**TASK**. Write out all of the data again, exactly as it reads.

#### DATA IN THIS EXERCISE

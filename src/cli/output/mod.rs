//! Output formatting utilities for the CLI.

pub mod progress;
pub mod table;

use serde::Serialize;

/// Command result renderable as human text or JSON
pub trait CommandOutput: Serialize {
    /// Styled terminal rendering
    fn to_human(&self) -> String;

    /// JSON value printed under `--json`
    fn to_json(&self) -> serde_json::Value {
        serde_json::to_value(self).unwrap_or_default()
    }
}

/// Print `result` in the selected mode
pub fn output<T: CommandOutput>(result: &T, json_mode: bool) {
    if json_mode {
        println!("{}", serde_json::to_string_pretty(&result.to_json()).unwrap_or_default());
    } else {
        println!("{}", result.to_human());
    }
}

/// Format a ratio in `[0, 1]` as a percentage.
pub fn percent(value: f64) -> String {
    format!("{:.1}%", value * 100.0)
}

########

**RESPONSE FOR THIS EXERCISE**.
filename src/cli/output/mod.rs
//! Output formatting utilities for the CLI.

pub mod progress;
pub mod table;

use serde::Serialize;

/// Command result renderable as human text or JSON
pub trait CommandOutput: Serialize {
    /// Styled terminal rendering
    fn to_human(&self) -> String;

    /// JSON value printed under `--json`
    fn to_json(&self) -> serde_json::Value {
        serde_json::to_value(self).unwrap_or_default()
    }
}

/// Print `result` in the selected mode
pub fn output<T: CommandOutput>(result: &T, json_mode: bool) {
    if json_mode {
        println!("{}", serde_json::to_string_pretty(&result.to_json()).unwrap_or_default());
    } else {
        println!("{}", result.to_human());
    }
}

/// Format a ratio in `[0, 1]` as a percentage.
pub fn percent(value: f64) -> String {
    format!("{:.1}%", value * 100.0)
}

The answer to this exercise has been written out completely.